Thanks for the reply. Our use case is to be able to run FreeRADIUS behind a “dumb” UDP load balancer that would load balance the RADIUS packets without having to look at the EAP state. We were hoping to leverage the eap cache for that purpose. What limited use cases can caching EAP packets be used for? James On 3/28/22, 2:55 PM, "Alan DeKok" <aland@deployingradius.com> wrote: On Mar 28, 2022, at 2:12 PM, Rouzier, James via Freeradius-Users <freeradius-users@lists.freeradius.org> wrote: > I am looking at how to use cache_eap. Why? > https://urldefense.com/v3/__https://github.com/FreeRADIUS/freeradius-server/... > > However, it disabled in this commit. > > https://urldefense.com/v3/__https://github.com/FreeRADIUS/freeradius-server/... > > Is this still not working? It doesn't work. On top of that, there's no benefit to caching EAP packets on proxy fail-over. The cost to doing it is large, the benefit is small, and it works only in very very limited situations. Alan DeKok. - List info/subscribe/unsubscribe? See https://urldefense.com/v3/__http://www.freeradius.org/list/users.html__;!!Gj...
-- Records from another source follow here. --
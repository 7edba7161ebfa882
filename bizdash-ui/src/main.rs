//! BizDash Dashboard
//!
//! Single-page business dashboard built with Leptos (WASM).
//!
//! # Features
//!
//! - Sales, revenue and expense metric cards
//! - Monthly bar chart and revenue-by-category pie chart
//! - Light/dark theme persisted in `localStorage`
//! - Tab navigation mirrored in the URL fragment
//!
//! # Architecture
//!
//! This is a client-side rendered (CSR) Leptos application that compiles to
//! WebAssembly. All state lives in the `bizdash` core's `Dashboard`
//! controller; this crate supplies the browser store and history and renders
//! the component tree.

use leptos::*;

mod app;
mod components;
mod history;
mod pages;
mod state;
mod storage;

fn main() {
    // Set up panic hook for better error messages in WASM
    console_error_panic_hook::set_once();
    tracing_wasm::set_as_global_default();

    // Mount the app to the document body
    mount_to_body(|| view! { <app::App /> });
}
On Mar 28, 2022, at 3:46 PM, Rouzier, James via Freeradius-Users <freeradius-users@lists.freeradius.org> wrote:
Our use case is to be able to run FreeRADIUS behind a “dumb” UDP load balancer that would load balance the RADIUS packets without having to look at the EAP state.
Don't do that. It won't work. If you want to load-balance RADIUS with EAP, then you need a RADIUS-aware load balancer. What *might* work, *sometimes* is a UDP load balancer which hashes the source IP/port, and load balances based on that. It will work for most situations, but not all. A "dumb" UDP load balancer is one which just sprays input packets randomly across the back-end RADIUS servers. This will not work with EAP. Ever. It's impossible.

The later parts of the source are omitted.